- WHAT THIS TASK INVOLVES
Read the records below and copy each line that contains "expanded".

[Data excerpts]

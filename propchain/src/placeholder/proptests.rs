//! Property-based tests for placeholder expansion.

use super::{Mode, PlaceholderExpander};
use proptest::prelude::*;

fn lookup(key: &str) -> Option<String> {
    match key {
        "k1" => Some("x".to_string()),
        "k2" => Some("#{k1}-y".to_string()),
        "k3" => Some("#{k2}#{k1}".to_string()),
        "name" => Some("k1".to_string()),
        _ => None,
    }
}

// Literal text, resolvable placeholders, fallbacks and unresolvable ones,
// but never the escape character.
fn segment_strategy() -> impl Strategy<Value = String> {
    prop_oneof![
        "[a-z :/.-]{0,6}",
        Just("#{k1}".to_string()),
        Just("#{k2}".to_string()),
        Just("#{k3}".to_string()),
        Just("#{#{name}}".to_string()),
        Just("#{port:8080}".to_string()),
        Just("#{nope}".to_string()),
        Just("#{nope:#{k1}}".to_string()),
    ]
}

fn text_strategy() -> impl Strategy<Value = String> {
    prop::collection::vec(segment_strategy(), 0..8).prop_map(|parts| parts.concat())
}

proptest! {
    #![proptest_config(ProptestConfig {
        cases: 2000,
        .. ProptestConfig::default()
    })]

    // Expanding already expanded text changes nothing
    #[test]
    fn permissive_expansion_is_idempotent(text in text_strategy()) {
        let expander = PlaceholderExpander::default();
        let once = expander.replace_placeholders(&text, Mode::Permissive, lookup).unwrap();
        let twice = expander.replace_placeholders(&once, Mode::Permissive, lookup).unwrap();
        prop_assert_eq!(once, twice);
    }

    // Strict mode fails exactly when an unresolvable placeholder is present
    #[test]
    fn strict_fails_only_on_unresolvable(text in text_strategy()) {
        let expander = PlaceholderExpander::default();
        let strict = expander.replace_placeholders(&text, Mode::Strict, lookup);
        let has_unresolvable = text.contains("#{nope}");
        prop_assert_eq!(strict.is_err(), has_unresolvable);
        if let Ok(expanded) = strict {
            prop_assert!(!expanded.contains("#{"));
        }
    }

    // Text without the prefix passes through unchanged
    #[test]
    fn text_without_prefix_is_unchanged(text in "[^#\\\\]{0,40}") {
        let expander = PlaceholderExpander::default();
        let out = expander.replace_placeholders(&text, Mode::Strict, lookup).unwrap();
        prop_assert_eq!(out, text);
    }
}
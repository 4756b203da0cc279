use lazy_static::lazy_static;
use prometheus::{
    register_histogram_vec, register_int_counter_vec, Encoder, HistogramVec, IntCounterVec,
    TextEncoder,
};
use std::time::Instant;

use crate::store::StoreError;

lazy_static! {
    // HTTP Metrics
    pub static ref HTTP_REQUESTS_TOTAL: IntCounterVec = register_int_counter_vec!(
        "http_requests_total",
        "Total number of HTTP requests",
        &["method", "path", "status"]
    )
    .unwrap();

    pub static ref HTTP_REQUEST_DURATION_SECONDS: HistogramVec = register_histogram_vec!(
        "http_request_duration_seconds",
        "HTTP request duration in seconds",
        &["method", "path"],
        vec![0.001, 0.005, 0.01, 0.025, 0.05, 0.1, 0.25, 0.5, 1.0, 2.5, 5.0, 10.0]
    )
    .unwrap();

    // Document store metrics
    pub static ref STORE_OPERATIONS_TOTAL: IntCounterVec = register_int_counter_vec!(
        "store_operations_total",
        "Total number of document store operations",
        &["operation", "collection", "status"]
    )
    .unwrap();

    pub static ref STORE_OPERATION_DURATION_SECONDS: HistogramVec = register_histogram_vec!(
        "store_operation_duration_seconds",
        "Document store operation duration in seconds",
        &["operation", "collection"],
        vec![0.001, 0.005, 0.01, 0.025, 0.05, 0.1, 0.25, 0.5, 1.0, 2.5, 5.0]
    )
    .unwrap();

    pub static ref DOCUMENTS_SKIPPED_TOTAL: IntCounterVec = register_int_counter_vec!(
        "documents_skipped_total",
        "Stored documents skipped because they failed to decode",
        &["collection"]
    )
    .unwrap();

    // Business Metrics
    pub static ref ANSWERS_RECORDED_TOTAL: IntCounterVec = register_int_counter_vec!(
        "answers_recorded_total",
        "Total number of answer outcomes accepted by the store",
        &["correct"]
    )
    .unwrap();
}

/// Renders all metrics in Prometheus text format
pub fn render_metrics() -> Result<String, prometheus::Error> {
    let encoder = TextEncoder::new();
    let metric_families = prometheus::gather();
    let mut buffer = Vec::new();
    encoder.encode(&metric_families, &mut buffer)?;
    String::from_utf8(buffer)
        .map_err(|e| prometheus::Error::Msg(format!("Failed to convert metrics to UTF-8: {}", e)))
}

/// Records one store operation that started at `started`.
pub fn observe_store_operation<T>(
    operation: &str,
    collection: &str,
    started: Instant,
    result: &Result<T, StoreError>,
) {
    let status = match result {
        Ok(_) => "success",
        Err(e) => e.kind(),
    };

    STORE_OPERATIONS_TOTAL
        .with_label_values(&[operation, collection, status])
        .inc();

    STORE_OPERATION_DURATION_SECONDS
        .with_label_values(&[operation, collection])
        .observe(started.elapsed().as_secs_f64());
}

- TASK RESPONSE
    // Expanding already expanded text changes nothing
        if let Ok(expanded) = strict {
            prop_assert!(!expanded.contains("#{"));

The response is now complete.